NEW YORK, Nov. 13 (UPI) -- Compared to seven other countries, U.S. patients suffer the highest medical errors, coordination problems and out-of-pocket costs, a non-profit report said.
The study by New York's The Commonwealth Fund, published as a Web exclusive in the journal Health Affairs, found that U.S. patients are significantly more likely to call for fundamental change in their country's healthcare system, with one-third saying the system needs to be rebuilt completely.
The 2008 survey of 7,500 chronically ill patients in Australia, Canada, France, Germany, the Netherlands, New Zealand, Britain and the United States included adults who had a diagnosis of at least one of seven chronic conditions.

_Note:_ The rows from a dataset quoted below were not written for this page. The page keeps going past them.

//! Repository implementation that maps access-layer records to domain todos.

use async_trait::async_trait;
use chrono::{DateTime, Utc};
use futures::StreamExt;
use std::sync::Arc;

use crate::todo::{
    domain::{PersistedTodoData, Todo, TodoDomainError, TodoId},
    ports::{
        TodoRecord, TodoRepository, TodoRepositoryError, TodoRepositoryResult, TodoStore,
        TodoStream,
    },
};

/// [`TodoRepository`] over any [`TodoStore`].
///
/// Holds no cached state: every call and every stream emission goes through
/// the store.
#[derive(Debug)]
pub struct StoreBackedTodoRepository<S>
where
    S: TodoStore,
{
    store: Arc<S>,
}

impl<S> StoreBackedTodoRepository<S>
where
    S: TodoStore,
{
    /// Creates a repository over the given store.
    #[must_use]
    pub const fn new(store: Arc<S>) -> Self {
        Self { store }
    }

    /// Returns the underlying store.
    #[must_use]
    pub const fn store(&self) -> &Arc<S> {
        &self.store
    }
}

impl<S> Clone for StoreBackedTodoRepository<S>
where
    S: TodoStore,
{
    fn clone(&self) -> Self {
        Self {
            store: Arc::clone(&self.store),
        }
    }
}

#[async_trait]
impl<S> TodoRepository for StoreBackedTodoRepository<S>
where
    S: TodoStore + 'static,
{
    fn get_all_todos(&self) -> TodoStream {
        self.store
            .observe_all()
            .map(|snapshot| {
                snapshot
                    .map_err(TodoRepositoryError::from)
                    .and_then(|records| records.into_iter().map(record_to_todo).collect())
            })
            .boxed()
    }

    async fn get_todo_by_id(&self, id: TodoId) -> TodoRepositoryResult<Option<Todo>> {
        let record = self.store.get_by_id(id.value()).await?;
        record.map(record_to_todo).transpose()
    }

    async fn add_todo(&self, todo: &Todo) -> TodoRepositoryResult<TodoId> {
        let raw_id = self.store.insert(&todo_to_record(todo)).await?;
        TodoId::new(raw_id).map_err(|source| TodoRepositoryError::CorruptRecord { id: raw_id, source })
    }

    async fn update_todo(&self, todo: &Todo) -> TodoRepositoryResult<()> {
        Ok(self.store.update(&todo_to_record(todo)).await?)
    }

    async fn delete_todo(&self, id: TodoId) -> TodoRepositoryResult<()> {
        Ok(self.store.delete_by_id(id.value()).await?)
    }
}

fn todo_to_record(todo: &Todo) -> TodoRecord {
    TodoRecord {
        id: todo.id().value(),
        title: todo.title().to_owned(),
        description: todo.description().to_owned(),
        is_completed: todo.is_completed(),
        created_at: todo.created_at().timestamp_millis(),
    }
}

fn record_to_todo(record: TodoRecord) -> TodoRepositoryResult<Todo> {
    let TodoRecord {
        id: raw_id,
        title,
        description,
        is_completed,
        created_at: created_at_ms,
    } = record;

    let corrupt = |source: TodoDomainError| TodoRepositoryError::CorruptRecord { id: raw_id, source };
    let id = TodoId::new(raw_id).map_err(corrupt)?;
    let created_at = DateTime::<Utc>::from_timestamp_millis(created_at_ms)
        .ok_or(TodoDomainError::InvalidTimestamp(created_at_ms))
        .map_err(corrupt)?;

    Ok(Todo::from_persisted(PersistedTodoData {
        id,
        title,
        description,
        is_completed,
        created_at,
    }))
}
//! Composition root: builds the object graph by plain constructor calls.
//!
//! The store and repository live as long as the [`TodoApp`]; each screen
//! gets its own [`TodoViewModel`] through [`TodoApp::view_model`].

use crate::config::AppConfig;
use crate::todo::{
    adapters::{StoreBackedTodoRepository, memory::InMemoryTodoStore, sqlite::SqliteTodoStore},
    ports::{TodoStore, TodoStoreError},
    presentation::TodoViewModel,
    services::TodoUseCases,
};
use mockable::DefaultClock;
use std::sync::Arc;
use thiserror::Error;

/// Errors raised while assembling the application.
#[derive(Debug, Error)]
pub enum AppError {
    /// The database could not be opened or prepared.
    #[error(transparent)]
    Store(#[from] TodoStoreError),
}

/// View model type produced by [`TodoApp::view_model`].
pub type AppViewModel<S> = TodoViewModel<StoreBackedTodoRepository<S>, DefaultClock>;

/// Long-lived application services.
pub struct TodoApp<S>
where
    S: TodoStore + 'static,
{
    repository: Arc<StoreBackedTodoRepository<S>>,
    clock: Arc<DefaultClock>,
}

impl<S> TodoApp<S>
where
    S: TodoStore + 'static,
{
    /// Wires the application around an existing store.
    #[must_use]
    pub fn with_store(store: S) -> Self {
        Self {
            repository: Arc::new(StoreBackedTodoRepository::new(Arc::new(store))),
            clock: Arc::new(DefaultClock),
        }
    }

    /// Returns the shared repository.
    #[must_use]
    pub const fn repository(&self) -> &Arc<StoreBackedTodoRepository<S>> {
        &self.repository
    }

    /// Creates a state container for one screen.
    ///
    /// Must be called inside a tokio runtime.
    #[must_use]
    pub fn view_model(&self) -> AppViewModel<S> {
        let use_cases = TodoUseCases::from_repository(Arc::clone(&self.repository));
        TodoViewModel::new(use_cases, Arc::clone(&self.clock))
    }
}

impl TodoApp<SqliteTodoStore> {
    /// Opens the configured database and wires the application.
    ///
    /// # Errors
    ///
    /// Returns [`AppError::Store`] when the database cannot be opened.
    pub fn connect(config: &AppConfig) -> Result<Self, AppError> {
        let store = SqliteTodoStore::connect(&config.database_url, config.pool_size)?;
        Ok(Self::with_store(store))
    }
}

impl TodoApp<InMemoryTodoStore> {
    /// Wires the application around a fresh in-memory store.
    #[must_use]
    pub fn in_memory() -> Self {
        Self::with_store(InMemoryTodoStore::new())
    }
}
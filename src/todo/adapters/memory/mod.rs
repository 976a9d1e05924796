//! In-memory adapters for the to-do list.

mod store;

pub use store::InMemoryTodoStore;
//! Error types for todo domain validation.

use thiserror::Error;

/// Errors returned while constructing domain todo values.
#[derive(Debug, Clone, Error, PartialEq, Eq)]
pub enum TodoDomainError {
    /// The identifier is not a positive storage-assigned value.
    #[error("invalid todo identifier {0}, expected a positive integer")]
    InvalidId(i64),

    /// The creation timestamp is outside the representable range.
    #[error("invalid creation timestamp {0}ms")]
    InvalidTimestamp(i64),
}
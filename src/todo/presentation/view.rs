//! Plain-text rendering of the todo screen.

use super::TodoUiState;
use crate::todo::domain::Todo;

/// Screen heading.
const HEADING: &str = "Todo App";

/// Renders [`TodoUiState`] snapshots as terminal text.
#[derive(Debug, Clone, Copy, Default)]
pub struct TodoView;

impl TodoView {
    /// Renders the full screen for `state`.
    #[must_use]
    pub fn render(self, state: &TodoUiState) -> String {
        let mut out = String::new();
        out.push_str(HEADING);
        out.push('\n');
        out.push_str(&"=".repeat(HEADING.len()));
        out.push('\n');

        if let Some(error) = &state.error {
            out.push_str(&format!("! {error} (type `dismiss` to hide)\n"));
        }

        if state.is_loading {
            out.push_str("Loading...\n");
        } else if state.tasks.is_empty() {
            out.push_str("No todos yet\n");
            out.push_str("Type `add` to create your first todo\n");
        } else {
            for todo in &state.tasks {
                render_row(&mut out, todo);
            }
        }
        out
    }
}

fn render_row(out: &mut String, todo: &Todo) {
    let mark = if todo.is_completed() { 'x' } else { ' ' };
    out.push_str(&format!("[{mark}] #{:<4} {}\n", todo.id().value(), todo.title()));
    if !todo.description().is_empty() {
        for line in todo.description().lines() {
            out.push_str(&format!("         {line}\n"));
        }
    }
}
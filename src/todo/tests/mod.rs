//! Unit tests for the to-do list.


use chrono::{DateTime, Local, Utc};
use mockable::Clock;
use std::sync::atomic::{AtomicI64, Ordering};

/// Clock that advances one second on every reading.
///
/// Gives each todo a distinct creation time so ordering is observable.
#[derive(Debug)]
pub(crate) struct SteppingClock {
    next_ms: AtomicI64,
}

impl SteppingClock {
    pub(crate) const fn starting_at(start_ms: i64) -> Self {
        Self {
            next_ms: AtomicI64::new(start_ms),
        }
    }
}

impl Default for SteppingClock {
    fn default() -> Self {
        Self::starting_at(1_700_000_000_000)
    }
}

impl Clock for SteppingClock {
    fn local(&self) -> DateTime<Local> {
        self.utc().with_timezone(&Local)
    }

    fn utc(&self) -> DateTime<Utc> {
        let ms = self.next_ms.fetch_add(1_000, Ordering::SeqCst);
        DateTime::from_timestamp_millis(ms).unwrap_or_default()
    }
}

// Repository double for failure injection and call verification.
mockall::mock! {
    pub Repository {}

    #[async_trait::async_trait]
    impl crate::todo::ports::TodoRepository for Repository {
        fn get_all_todos(&self) -> crate::todo::ports::TodoStream;
        async fn get_todo_by_id(
            &self,
            id: crate::todo::domain::TodoId,
        ) -> crate::todo::ports::TodoRepositoryResult<Option<crate::todo::domain::Todo>>;
        async fn add_todo(
            &self,
            todo: &crate::todo::domain::Todo,
        ) -> crate::todo::ports::TodoRepositoryResult<crate::todo::domain::TodoId>;
        async fn update_todo(
            &self,
            todo: &crate::todo::domain::Todo,
        ) -> crate::todo::ports::TodoRepositoryResult<()>;
        async fn delete_todo(
            &self,
            id: crate::todo::domain::TodoId,
        ) -> crate::todo::ports::TodoRepositoryResult<()>;
    }
}

/// Builds a store failure the way a broken disk would surface it.
pub(crate) fn storage_failure(message: &str) -> crate::todo::ports::TodoRepositoryError {
    crate::todo::ports::TodoStoreError::persistence(std::io::Error::other(message.to_owned()))
        .into()
}
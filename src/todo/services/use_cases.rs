//! Single-operation use cases over the todo repository.
//!
//! Each use case exposes exactly one capability so the state container can
//! depend on "can add a todo" rather than on the whole repository surface.

use crate::todo::{
    domain::{Todo, TodoId},
    ports::{TodoRepository, TodoRepositoryResult, TodoStream},
};
use std::sync::Arc;

macro_rules! use_case {
    ($(#[$meta:meta])* $name:ident) => {
        $(#[$meta])*
        pub struct $name<R>
        where
            R: TodoRepository,
        {
            repository: Arc<R>,
        }

        impl<R> $name<R>
        where
            R: TodoRepository,
        {
            /// Creates the use case over a shared repository.
            #[must_use]
            pub const fn new(repository: Arc<R>) -> Self {
                Self { repository }
            }
        }

        impl<R> Clone for $name<R>
        where
            R: TodoRepository,
        {
            fn clone(&self) -> Self {
                Self::new(Arc::clone(&self.repository))
            }
        }
    };
}

use_case! {
    /// Observes the live todo list.
    GetTodosUseCase
}

use_case! {
    /// Persists a new todo.
    AddTodoUseCase
}

use_case! {
    /// Replaces an existing todo.
    UpdateTodoUseCase
}

use_case! {
    /// Removes a todo by identifier.
    DeleteTodoUseCase
}

impl<R> GetTodosUseCase<R>
where
    R: TodoRepository,
{
    /// Returns the live list, newest first.
    #[must_use]
    pub fn execute(&self) -> TodoStream {
        self.repository.get_all_todos()
    }
}

impl<R> AddTodoUseCase<R>
where
    R: TodoRepository,
{
    /// Persists `todo` and returns the identifier storage assigned.
    ///
    /// # Errors
    ///
    /// Propagates repository failures.
    pub async fn execute(&self, todo: &Todo) -> TodoRepositoryResult<TodoId> {
        self.repository.add_todo(todo).await
    }
}

impl<R> UpdateTodoUseCase<R>
where
    R: TodoRepository,
{
    /// Replaces the stored copy of `todo`.
    ///
    /// # Errors
    ///
    /// Propagates repository failures.
    pub async fn execute(&self, todo: &Todo) -> TodoRepositoryResult<()> {
        self.repository.update_todo(todo).await
    }
}

impl<R> DeleteTodoUseCase<R>
where
    R: TodoRepository,
{
    /// Removes the todo with `id`, if it exists.
    ///
    /// # Errors
    ///
    /// Propagates repository failures.
    pub async fn execute(&self, id: TodoId) -> TodoRepositoryResult<()> {
        self.repository.delete_todo(id).await
    }
}

/// The four use cases the todo screen depends on.
pub struct TodoUseCases<R>
where
    R: TodoRepository,
{
    /// Live list observation.
    pub get_todos: GetTodosUseCase<R>,
    /// Todo creation.
    pub add_todo: AddTodoUseCase<R>,
    /// Todo replacement.
    pub update_todo: UpdateTodoUseCase<R>,
    /// Todo removal.
    pub delete_todo: DeleteTodoUseCase<R>,
}

impl<R> TodoUseCases<R>
where
    R: TodoRepository,
{
    /// Builds all four use cases over one repository.
    #[must_use]
    pub fn from_repository(repository: Arc<R>) -> Self {
        Self {
            get_todos: GetTodosUseCase::new(Arc::clone(&repository)),
            add_todo: AddTodoUseCase::new(Arc::clone(&repository)),
            update_todo: UpdateTodoUseCase::new(Arc::clone(&repository)),
            delete_todo: DeleteTodoUseCase::new(repository),
        }
    }
}

impl<R> Clone for TodoUseCases<R>
where
    R: TodoRepository,
{
    fn clone(&self) -> Self {
        Self {
            get_todos: self.get_todos.clone(),
            add_todo: self.add_todo.clone(),
            update_todo: self.update_todo.clone(),
            delete_todo: self.delete_todo.clone(),
        }
    }
}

Fifty-four percent of U.S. chronically ill patients didn't get recommended care, fill prescriptions or see a doctor when sick because of costs; compared to 7 percent to 36 percent in other countries. About one-third of U.S. patients experienced medical errors or poorly coordinated care, including delays in access to medical records or duplicated tests. Forty-one percent of U.S. patients spent more than $1,000 in the past year on out-of-pocket medical costs, compared with 4 percent in Britain and 8 percent in the Netherlands
U.S. chronically ill patients often experienced long waits to see primary care physicians, difficulty getting care after hours and often turned to emergency rooms for care.
The margin of error is approximately: 4 percentage points for Australia, New Zealand and the Netherlands; 3 percentage points for France, Germany and the United States and 2 percentage points for Canada.